作られた男
北の地の建物は寒さを凌ぐため石造りの建物で、音がよく響く。
温花「あーっ!楊兎!」
楊兎「え〜温花、もう腹一杯なのかと思ってた!ごめんっ!ごめんって〜!」
温花「甘味買ってくれない許さないっ!」
楊兎「わかった!買ってくる!」
楊兎が温花の食べ物を食べてしまって、怒られている……(笑)
騒がしいこの声がこの部屋まで聞こえてくるなんて、な。
この日常的な会話が俺の心を温かくしてくれる――。
俺の花は自分の母親のような傲慢さも無くあのキャラクターで許されていて、他の妃のような我先でもなく自分の感情をやりたいことを大事にできて、周りを陥れるようなことはしない。
花が入宮してから感情が分からなくなり、俺の中で疑問が、違和感が生まれてきた――。
この時期に北の地を訪問する提案は俺が幼い頃、母親が決めたことだ。
その理由は北の地はまだ新しく治めた場所でもあるため、俺がこの地にやってくることで華国の地であることを見せつける意味を持っている。
俺は楊兎が年に1回でも里帰りができれば嬉しいだろう、なんの疑いも無かった。
だが、なぜこの時期なのだ――?
ずっと反抗なんて反抗しなくてよかった。
衣食住、欲を満たすには全部後宮が満たしてくれる。
そこに温花を思うような感情があったのか――?
今まではうまく回ってきた、そう思っていた。
俺の花に毒見役……か。
大事にしたいと思う人にそのようなことをさせなければいけない自分はどれだけ弱いのか、どこが立派な皇帝なのか。
人一人自分の力で守れない男が国民を守れるのか――?
北の貿易を行うこの地で、いつまで俺の国なのかも定かではない――。
宮廷、祝街、下庭、花街……差別化が進んでしまったのもそのように仕向けた皇太后の思惑も俺は気がつけなかった――。
国は人でできている、そこで生活している。
皇太后様の周り、俺が見えている範囲だけが良いように見えていただけなのか――?
カビ臭くて、手入れの行き届いていないあの屋敷へ帰りたいと思うようになって行った。
手入れが行き届いているようには見えない。草が生え、虫が自由に飛び回る。でもどこか懐かしい。

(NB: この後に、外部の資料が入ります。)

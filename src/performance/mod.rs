pub(crate) mod performance_errors;
pub(crate) mod performance_model;
pub(crate) mod performance_repository;
pub(crate) mod performance_service;
pub(crate) mod performance_traits;
pub(crate) mod twr_calculator;

pub use performance_errors::PerformanceError;
pub use performance_model::{
    FillCalculateResult, NavRow, NavUpdate, NavUpsertResult, ReturnPoint, TwrDailyRow,
    TwrDailyRowDB, TwrRowsPage,
};
pub use performance_repository::PerformanceRepository;
pub use performance_service::PerformanceService;
pub use performance_traits::{PerformanceRepositoryTrait, PerformanceServiceTrait};
pub use twr_calculator::{compute_returns, TwrComputationStats};
use diesel::prelude::*;
use std::sync::Arc;

use crate::accounts::AccountError;
use crate::db::{get_connection, DbPool};
use crate::errors::Result;
use crate::schema::accounts;
use crate::schema::accounts::dsl::*;

use super::accounts_model::{Account, AccountDB, NewAccount};
use super::accounts_traits::AccountRepositoryTrait;

/// Repository for managing account registry data in the database
pub struct AccountRepository {
    pool: Arc<DbPool>,
}

impl AccountRepository {
    /// Creates a new AccountRepository instance
    pub fn new(pool: Arc<DbPool>) -> Self {
        Self { pool }
    }
}

impl AccountRepositoryTrait for AccountRepository {
    /// Creates a new account in the database
    fn create(&self, new_account: NewAccount) -> Result<Account> {
        new_account.validate()?;

        let mut account_db: AccountDB = new_account.into();
        if account_db.id.is_empty() {
            account_db.id = uuid::Uuid::new_v4().to_string();
        }

        let mut conn = get_connection(&self.pool)?;

        diesel::insert_into(accounts::table)
            .values(&account_db)
            .execute(&mut conn)
            .map_err(AccountError::from)?;

        Ok(account_db.into())
    }

    /// Retrieves an account by its ID
    fn get_by_id(&self, account_id: &str) -> Result<Account> {
        let mut conn = get_connection(&self.pool)?;

        let account = accounts
            .find(account_id)
            .first::<AccountDB>(&mut conn)
            .map_err(|e| match e {
                diesel::result::Error::NotFound => {
                    AccountError::NotFound(format!("Account with id {} not found", account_id))
                }
                _ => AccountError::DatabaseError(e.to_string()),
            })?;

        Ok(account.into())
    }

    /// Lists accounts, optionally filtering by active status
    fn list(&self, is_active_filter: Option<bool>) -> Result<Vec<Account>> {
        let mut conn = get_connection(&self.pool)?;

        let mut query = accounts::table.into_boxed();

        if let Some(active) = is_active_filter {
            query = query.filter(is_active.eq(active));
        }

        let results = query
            .order((base_code.asc(), currency.asc()))
            .load::<AccountDB>(&mut conn)
            .map_err(AccountError::from)?;

        Ok(results.into_iter().map(Account::from).collect())
    }

    /// Finds the unique account addressed by (base_code, currency)
    fn find_by_base_and_currency(
        &self,
        account_base_code: &str,
        account_currency: &str,
    ) -> Result<Option<Account>> {
        let mut conn = get_connection(&self.pool)?;

        let account = accounts::table
            .filter(base_code.eq(account_base_code))
            .filter(currency.eq(account_currency))
            .first::<AccountDB>(&mut conn)
            .optional()
            .map_err(AccountError::from)?;

        Ok(account.map(Account::from))
    }
}
use async_trait::async_trait;
use chrono::NaiveDate;
use log::{info, warn};
use std::sync::Arc;

use crate::accounts::AccountRepositoryTrait;
use crate::assets::AssetRepositoryTrait;
use crate::errors::Result;
use crate::ingest::StatementRepositoryTrait;
use crate::resolver::EntityResolver;

use super::performance_model::{
    FillCalculateResult, NavRow, NavUpdate, NavUpsertResult, ReturnPoint, TwrRowsPage,
};
use super::performance_traits::{PerformanceRepositoryTrait, PerformanceServiceTrait};
use super::twr_calculator::compute_returns;

/// The TWR engine's external surface.
///
/// NAV rows come in through `upsert_nav_batch`; `fill_cash_and_calculate`
/// re-derives cash flows and returns for every account that has rows. The
/// two phases are independent so either feed can lag the other.
pub struct PerformanceService {
    account_repository: Arc<dyn AccountRepositoryTrait>,
    asset_repository: Arc<dyn AssetRepositoryTrait>,
    statement_repository: Arc<dyn StatementRepositoryTrait>,
    performance_repository: Arc<dyn PerformanceRepositoryTrait>,
}

impl PerformanceService {
    pub fn new(
        account_repository: Arc<dyn AccountRepositoryTrait>,
        asset_repository: Arc<dyn AssetRepositoryTrait>,
        statement_repository: Arc<dyn StatementRepositoryTrait>,
        performance_repository: Arc<dyn PerformanceRepositoryTrait>,
    ) -> Self {
        Self {
            account_repository,
            asset_repository,
            statement_repository,
            performance_repository,
        }
    }
}

#[async_trait]
impl PerformanceServiceTrait for PerformanceService {
    async fn upsert_nav_batch(&self, updates: Vec<NavUpdate>) -> Result<NavUpsertResult> {
        let mut resolver = EntityResolver::new(
            self.account_repository.clone(),
            self.asset_repository.clone(),
        );
        resolver.preload()?;

        let mut rows: Vec<NavRow> = Vec::with_capacity(updates.len());
        for update in updates {
            if let Some(account_id) =
                resolver.resolve_account(&update.account_code, &update.currency)
            {
                rows.push(NavRow {
                    account_id,
                    row_date: update.row_date,
                    nav: update.nav,
                });
            }
        }

        let mut result = self.performance_repository.upsert_nav_batch(rows).await?;
        result.missing_accounts = resolver.unresolved_accounts();
        if !result.missing_accounts.is_empty() {
            warn!(
                "NAV upsert skipped {} unknown account codes",
                result.missing_accounts.len()
            );
        }
        Ok(result)
    }

    async fn fill_cash_and_calculate(&self) -> Result<FillCalculateResult> {
        let mut result = FillCalculateResult::default();

        for account_id in self.performance_repository.accounts_with_rows()? {
            let sums = self.statement_repository.sum_cash_flows_by_date(&account_id)?;
            let mut rows = self.performance_repository.get_rows(&account_id)?;

            for row in rows.iter_mut() {
                let summed = sums.get(&row.row_date).copied().unwrap_or_default();
                if row.cash_flow != summed {
                    row.cash_flow = summed;
                    result.cash_journal_filled += 1;
                }
            }

            let cutoff = self.performance_repository.get_cutoff(&account_id)?;
            let stats = compute_returns(&mut rows, cutoff);
            if stats.zero_denominators > 0 {
                warn!(
                    "Account {}: {} rows had a zero start NAV plus cash flow; HP forced to 0",
                    account_id, stats.zero_denominators
                );
            }
            result.twr_calculated += stats.rows_computed;

            self.performance_repository.save_rows(rows).await?;
        }

        info!(
            "Fill and calculate: {} cash flows filled, {} rows recomputed",
            result.cash_journal_filled, result.twr_calculated
        );
        Ok(result)
    }

    async fn set_cutoff_date(&self, account_id: &str, cutoff: NaiveDate) -> Result<usize> {
        self.performance_repository
            .set_cutoff(account_id, cutoff)
            .await?;

        let mut rows = self.performance_repository.get_rows(account_id)?;
        let stats = compute_returns(&mut rows, Some(cutoff));

        // Rows before the cutoff keep their stored values.
        rows.retain(|row| row.row_date >= cutoff);
        self.performance_repository.save_rows(rows).await?;

        info!(
            "Cutoff for {} moved to {}; {} rows recomputed",
            account_id, cutoff, stats.rows_computed
        );
        Ok(stats.rows_computed)
    }

    fn get_return_series(&self, account_id: &str) -> Result<Vec<ReturnPoint>> {
        self.performance_repository.get_return_series(account_id)
    }

    fn get_daily_rows(
        &self,
        account_id: &str,
        page: i64,
        page_size: i64,
    ) -> Result<TwrRowsPage> {
        self.performance_repository
            .get_daily_rows_paginated(account_id, page, page_size)
    }
}
use diesel::result::Error as DieselError;
use thiserror::Error;

pub type Result<T> = std::result::Result<T, AccountError>;

/// Custom error type for account-related operations
#[derive(Debug, Error)]
pub enum AccountError {
    #[error("Database error: {0}")]
    DatabaseError(String),
    #[error("Not found: {0}")]
    NotFound(String),
    #[error("Invalid data: {0}")]
    InvalidData(String),
}

impl From<DieselError> for AccountError {
    fn from(err: DieselError) -> Self {
        match err {
            DieselError::NotFound => AccountError::NotFound("Record not found".to_string()),
            _ => AccountError::DatabaseError(err.to_string()),
        }
    }
}
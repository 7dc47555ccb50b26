diesel::table! {
    accounts (id) {
        id -> Text,
        name -> Text,
        institution -> Nullable<Text>,
        base_code -> Text,
        currency -> Text,
        is_active -> Bool,
        created_at -> Timestamp,
        updated_at -> Timestamp,
    }
}

diesel::table! {
    assets (id) {
        id -> Text,
        symbol -> Text,
        isin -> Nullable<Text>,
        cusip -> Nullable<Text>,
        name -> Nullable<Text>,
        currency -> Text,
        created_at -> Timestamp,
        updated_at -> Timestamp,
    }
}

diesel::table! {
    statement_records (id) {
        id -> Text,
        account_id -> Text,
        asset_id -> Nullable<Text>,
        report_type -> Text,
        category -> Text,
        record_date -> Date,
        amount -> Text,
        quantity -> Nullable<Text>,
        unit_price -> Nullable<Text>,
        currency -> Text,
        description -> Nullable<Text>,
        reference -> Text,
        created_at -> Timestamp,
        updated_at -> Timestamp,
    }
}

diesel::table! {
    twr_daily_rows (id) {
        id -> Text,
        account_id -> Text,
        row_date -> Date,
        nav -> Text,
        cash_flow -> Text,
        hp_return -> Nullable<Text>,
        twr -> Nullable<Text>,
        cutoff_date -> Nullable<Date>,
        created_at -> Timestamp,
        updated_at -> Timestamp,
    }
}

diesel::table! {
    twr_cutoffs (account_id) {
        account_id -> Text,
        cutoff_date -> Date,
    }
}

diesel::joinable!(statement_records -> accounts (account_id));
diesel::joinable!(statement_records -> assets (asset_id));
diesel::joinable!(twr_daily_rows -> accounts (account_id));

diesel::allow_tables_to_appear_in_same_query!(
    accounts,
    assets,
    statement_records,
    twr_daily_rows,
    twr_cutoffs,
);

宮中全体が全て自分のものであるのだが、人が多すぎる、整備されすぎている。
楊兎、红京、温花にすっかり懐いてしまった侍女の陈莉さえも家族のようだ。
俺は後宮の中をこのような場所を増やしたいと。
こんな場所を国に、民に守ってほしいと――。
毒を盛る手を止めたい。
毒を盛らなくていいような関係にしたい。
家族のような国にしたい。
俺が終わらせなくてはいけないのでは――?
皇太后に守られていただけ、皇太后にうまく使われていた息子、皇子、皇帝だというただのお飾りだ――。
全部、知りたくなかった。
ずっと俺はすごい皇帝であるのだと思っていたかった。
「作られ続ける」そっちのほうがずっと楽だ。
俺は、生きてきて自分の感情も、他人の感情にも興味無かったのか――。
買い物に出掛けていた楊兎は袋いっぱい抱え部屋に入ってきた。
口は忙しそうに動いている。
楊兎「なんだー、悩み事か?(笑)」
華辉「笑うな」
楊兎「人間ならそう思うってー。俺が華辉の立場なら悩み過ぎて食欲落ちる〜」
華辉「そんなもんなのか?」
楊兎「そんなもんだ(笑)」
華辉「そうか……早めに宮へ帰ろう」
まずは皇太后様と話をしなければ。俺の作りたい国を伝えていかなければ。
山源「お食事、お気に召しませんでしたか?!」
山源は慌てふためいている。
荷解きを終えた温花は大きな荷物を抱えて部屋にドスンと置く。
楊兎の買い物袋を見て、目を輝かせる。
温花「楊兎!ちゃんと買ってきたの?甘味っ〜」
楊兎「これ温花の分」
温花「わっ!いい匂い〜っ!」
そうだ、俺はこの笑顔を見ていたい。
国がこんな笑顔を絶えない場所にしたい――。
華辉「違う。帰ってやりたいことができたのだ」
華辉様の顔が何かを決心したようだった――。